A writhing mass of rattlesnakes slithered over the sand-picture that covered the sipipu that lay at the south end of the floor. In this small concavity offerings had been made to Muningwa, "that which guards all the germs of life."
With one exception the ritual was the same as when witnessed by Don Pedro de Tobar when he visited the Hopi towns in 1542. For the first time a white man sat within the sacred confines and watched the ceremony.

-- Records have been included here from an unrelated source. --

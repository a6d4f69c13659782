//! Retry - Bounded retries for transient provider errors
//!
//! Cloud APIs are eventually consistent: a certificate that was just issued
//! may not be visible yet, a rule priority may be taken concurrently, a
//! resource that was just created may not show up in describe calls. These
//! helpers retry an operation until it succeeds, fails permanently, or the
//! timeout elapses.

use std::future::Future;
use std::time::Duration;

use tokio::time::{Instant, sleep};

/// Outcome of one attempt
#[derive(Debug)]
pub enum RetryError<E> {
    /// Try again after the next interval
    Retryable(E),
    /// Stop immediately
    NonRetryable(E),
}

/// Why a retry loop gave up
#[derive(Debug, thiserror::Error)]
pub enum RetryFailure<E: std::fmt::Display> {
    #[error("timeout after {elapsed:?}: {}", last.as_ref().map(|e| e.to_string()).unwrap_or_default())]
    Timeout { last: Option<E>, elapsed: Duration },

    #[error("{0}")]
    Permanent(E),
}

impl<E: std::fmt::Display> RetryFailure<E> {
    /// The underlying error, if any
    pub fn into_inner(self) -> Option<E> {
        match self {
            RetryFailure::Timeout { last, .. } => last,
            RetryFailure::Permanent(e) => Some(e),
        }
    }
}

/// Timing of a retry loop
#[derive(Debug, Clone, Copy, PartialEq, Eq)]
pub struct RetryPolicy {
    /// Give up once this much time has passed
    pub timeout: Duration,
    /// Wait before the second attempt; doubled after each attempt
    pub interval: Duration,
    /// Upper bound for the interval
    pub max_interval: Duration,
}

impl RetryPolicy {
    pub fn new(timeout: Duration) -> Self {
        Self {
            timeout,
            interval: Duration::from_millis(500),
            max_interval: Duration::from_secs(10),
        }
    }

    pub fn with_interval(mut self, interval: Duration) -> Self {
        self.interval = interval;
        if self.max_interval < interval {
            self.max_interval = interval;
        }
        self
    }

    pub fn with_max_interval(mut self, max_interval: Duration) -> Self {
        self.max_interval = max_interval;
        self
    }

    fn next_interval(&self, current: Duration) -> Duration {
        (current * 2).min(self.max_interval)
    }
}

/// Time left before `deadline`, or `None` once it has passed
fn remaining(deadline: Instant) -> Option<Duration> {
    deadline.checked_duration_since(Instant::now()).filter(|d| !d.is_zero())
}

/// Retry `op` until it returns Ok, a non-retryable error, or the timeout elapses.
///
/// The last sleep is cut short at the deadline, so one final attempt is made
/// when the timeout is reached.
pub async fn retry<T, E, F, Fut>(policy: &RetryPolicy, mut op: F) -> Result<T, RetryFailure<E>>
where
    E: std::fmt::Display,
    F: FnMut() -> Fut,
    Fut: Future<Output = Result<T, RetryError<E>>>,
{
    let start = Instant::now();
    let deadline = start + policy.timeout;
    let mut interval = policy.interval;
    let mut attempt = 1u32;

    loop {
        let wait = match op().await {
            Ok(value) => return Ok(value),
            Err(RetryError::NonRetryable(e)) => return Err(RetryFailure::Permanent(e)),
            Err(RetryError::Retryable(e)) => match remaining(deadline) {
                Some(left) => {
                    let wait = interval.min(left);
                    log::debug!("attempt {} failed, retrying in {:?}: {}", attempt, wait, e);
                    wait
                }
                None => {
                    return Err(RetryFailure::Timeout {
                        last: Some(e),
                        elapsed: start.elapsed(),
                    });
                }
            },
        };

        sleep(wait).await;
        interval = policy.next_interval(interval);
        attempt += 1;
    }
}

/// Retry `op` while its error matches `should_retry`.
///
/// Once the timeout is reached one last attempt is made and its error is
/// returned as-is, so callers see the provider error rather than a timeout
/// wrapper.
pub async fn retry_when<T, E, F, Fut, P>(
    policy: &RetryPolicy,
    mut op: F,
    should_retry: P,
) -> Result<T, E>
where
    E: std::fmt::Display,
    F: FnMut() -> Fut,
    Fut: Future<Output = Result<T, E>>,
    P: Fn(&E) -> bool,
{
    let deadline = Instant::now() + policy.timeout;
    let mut interval = policy.interval;
    let mut attempt = 1u32;

    loop {
        let wait = match op().await {
            Ok(value) => return Ok(value),
            Err(e) if should_retry(&e) => match remaining(deadline) {
                Some(left) => {
                    let wait = interval.min(left);
                    log::debug!("attempt {} failed, retrying in {:?}: {}", attempt, wait, e);
                    wait
                }
                None => return Err(e),
            },
            Err(e) => return Err(e),
        };

        sleep(wait).await;
        interval = policy.next_interval(interval);
        attempt += 1;
    }
}

/// Poll `op` while it reports "not found" (`Ok(None)`).
///
/// Used right after a create, while describe calls may not see the new
/// resource yet. Returns `Ok(None)` if it still does not show up on the
/// attempt made at the deadline.
pub async fn retry_when_not_found<T, E, F, Fut>(policy: &RetryPolicy, mut op: F) -> Result<Option<T>, E>
where
    F: FnMut() -> Fut,
    Fut: Future<Output = Result<Option<T>, E>>,
{
    let deadline = Instant::now() + policy.timeout;
    let mut interval = policy.interval;
    let mut attempt = 1u32;

    loop {
        let wait = match op().await? {
            Some(value) => return Ok(Some(value)),
            None => match remaining(deadline) {
                Some(left) => {
                    let wait = interval.min(left);
                    log::debug!("attempt {} found nothing yet, polling again in {:?}", attempt, wait);
                    wait
                }
                None => return Ok(None),
            },
        };

        sleep(wait).await;
        interval = policy.next_interval(interval);
        attempt += 1;
    }
}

Only the friendship of Wiki, the high-priest of the society, made it possible for Ben Wittick to clamber down the ladder into the fetid odors of the kiva. Defying the babble of protests from the other priests, Wiki was making it possible for the young photographer to see things that no white man had ever seen before.
When the sun started to slope into the west the priests began to dress for the public ceremony. While the Hopitu waited in the village plaza they started to climb the ladder. One elder, grotesque in the painted symbols of his society, peered at the intruder through his rheumy eyes. Pointing his gnarled fingers he hissed through his toothless gums, "You have not been initiated! Death shall come to you from the fangs of our 'little brothers."
In the years that followed Ben mentioned the ominous prophecy to his only daughter. It seemed to penetrate into the very fibers of his fearless character. During his many years of association with the Indian tribes of the Southwest, and an acquaintance of their secret rites, there is no question that many times he remembered the Hopi curse.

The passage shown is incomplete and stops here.